[auto tuning] Auto-tuning is really slow

I try to auto-tuning a complex cnn on gpu. And I registered 8 gpus in rpcserver, but only one gpu is use when tuning with low gpu utility, the speed is really slow, any advice?Thanks.

@comaniac I follow the guide and tutorials to tune the model on 4 1080ti gpu, the gpu utility is offen low with occasionally high, is that normal? And it turns out that the tuning speed is not accelerated significantly compared to tuning on cpu, is that true?

You could follow the issue I referred since some people are already discussing the multi-GPU tuning there.

I am not sure about the tuning speed you mentioned. Are you talking about the tuning time or the performance of the tuned kernel? The speedup should be obvious after tuning if you are talking about the performance; otherwise, you can try to increase the number of trials to 3,000 or 4,000 to make sure the search algorithm is able to find the best schedule.

I mean the tuning time is not speed up, is that true?

No it’s not. GPU is used for measuring the model execution time during the tuning process. It’s not used for accelerating the tuning process.

@comaniac Thank you very much. So is there any ways to accelerating the tuning process? I tuned a detection model wich contains more than 100 tasks, and the time cost is about 2000s for each task, total time cost is huge. Any advice?

Unfortunately, there’s no way to facilitate this process in the current upstream. Although we are planning to solve this problem, it will take several months.

Meanwhile, if you are willing to try an experimental feature, I have an RFC on file that only needs to tune a few numbers of tasks in a model. You can patch the PR and give it a shot.

Thank you very much.
Best,
Edward

I tried your PR, but I cannot run it successfully, is there any docker image of dockerfile?

You may need to pip3 install networkx if you found a missing package.

I use the code in https://github.com/comaniac/tvm/tree/task_selector, and I first build ci-gpu with dockerfile in https://github.com/comaniac/tvm/blob/task_selector/docker/Dockerfile.ci_gpu, then I build the tvm:demo_gpu using dockerfile in https://github.com/comaniac/tvm/blob/task_selector/docker/Dockerfile.demo_gpu but change https://github.com/comaniac/tvm/blob/task_selector/docker/install/install_tvm_gpu.sh#L24 to git clone --depth=1 https://github.com/comaniac/incubator-tvm --recursive and checkout to task-selector and delete https://github.com/comaniac/tvm/blob/task_selector/docker/install/install_tvm_gpu.sh#L27.

But when the image is built, I try your code

autotvm.task.mark_depend(tasks)

But it didn’t work with log as" no mark_depend in autotvm.task", Did I get it right? And if not, how can I build the task:selector images? Thanks.

It seems you didn’t check out the branch correctly. The error says it cannot find mark_depend which is a new function in my POC branch. After the docker image is built, please make sure git branch shows the right one, and python/tvm/autotvm/task/__init__.py has a line from .select import mark_depend.

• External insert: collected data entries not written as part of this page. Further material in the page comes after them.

//! Metric series as reported by the netdata `allmetrics` endpoint.

use std::collections::BTreeMap;

/// Metric series keyed by their dotted id (e.g. `net.eth0`).
pub type MetricsMap = BTreeMap<String, MetricSeries>;

/// A named metric stream with one or more dimensions.
///
/// Series are produced fresh on every poll and never mutated in place
/// afterwards; the previous poll's instance is simply dropped.
#[derive(Debug, Clone, PartialEq, Default)]
#[cfg_attr(feature = "serde", derive(serde::Serialize, serde::Deserialize))]
pub struct MetricSeries {
    /// Unit string as reported by netdata (e.g. `kilobits/s`, `percentage`).
    pub units: String,

    /// Dimension values keyed by dimension name (e.g. `received`, `sent`).
    pub dimensions: BTreeMap<String, Dimension>,
}

impl MetricSeries {
    /// Create an empty series with the given unit.
    pub fn new(units: impl Into<String>) -> Self {
        Self {
            units: units.into(),
            dimensions: BTreeMap::new(),
        }
    }

    /// Create a builder for a series.
    pub fn builder(units: impl Into<String>) -> MetricSeriesBuilder {
        MetricSeriesBuilder::new(units)
    }

    /// Current value of a dimension.
    ///
    /// Returns `None` if the dimension is missing or netdata reported no value.
    pub fn value(&self, dimension: &str) -> Option<f64> {
        self.dimensions.get(dimension).and_then(|d| d.value)
    }

    /// Check if the series has a dimension with this name.
    pub fn has_dimension(&self, dimension: &str) -> bool {
        self.dimensions.contains_key(dimension)
    }
}

/// A single value within a series.
#[derive(Debug, Clone, Copy, PartialEq, Default)]
#[cfg_attr(feature = "serde", derive(serde::Serialize, serde::Deserialize))]
pub struct Dimension {
    /// Latest value. Netdata emits `null` for dimensions without data yet.
    #[cfg_attr(feature = "serde", serde(default))]
    pub value: Option<f64>,
}

impl Dimension {
    /// Create a dimension with a value.
    pub fn new(value: f64) -> Self {
        Self { value: Some(value) }
    }
}

/// Builder for `MetricSeries`.
#[derive(Debug)]
pub struct MetricSeriesBuilder {
    series: MetricSeries,
}

impl MetricSeriesBuilder {
    /// Create a new builder.
    pub fn new(units: impl Into<String>) -> Self {
        Self {
            series: MetricSeries::new(units),
        }
    }

    /// Add a dimension with a value.
    pub fn dimension(mut self, name: impl Into<String>, value: f64) -> Self {
        self.series.dimensions.insert(name.into(), Dimension::new(value));
        self
    }

    /// Add a dimension that has no value yet.
    pub fn empty_dimension(mut self, name: impl Into<String>) -> Self {
        self.series
            .dimensions
            .insert(name.into(), Dimension::default());
        self
    }

    /// Build the series.
    pub fn build(self) -> MetricSeries {
        self.series
    }
}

Please be remineded to use https://github.com/comaniac/tvm instead of https://github.com/comaniac/incubator-tvm.

which branch should I use? select or task selector?

You should use task_selector.

Just curious, pytorch is installed with pip, why it will contain select_import mark_depend? Thank you very much.

I don’t think there’s anything about pytorch?

Sorry, my mistake. It is in python/tvm/autotvm/task/init.py, I am wrong.

Hi,

In the Auto-tuning a convolutional network for NVIDIA GPU tutorialhttps://docs.tvm.ai/tutorials/autotvm/tune_relay_cuda.html it is mentioned that the total running time of the script is 0 minutes 0.155 seconds.

Is it true? By using the RPC Tracker we can make the total 4 hours running time be reduced to only 0.155 seconds?

Thank you very much!

# tune_and_evaluate(tuning_option)

Tuning statement is commented out so that we don’t run actual tuning when building the web page.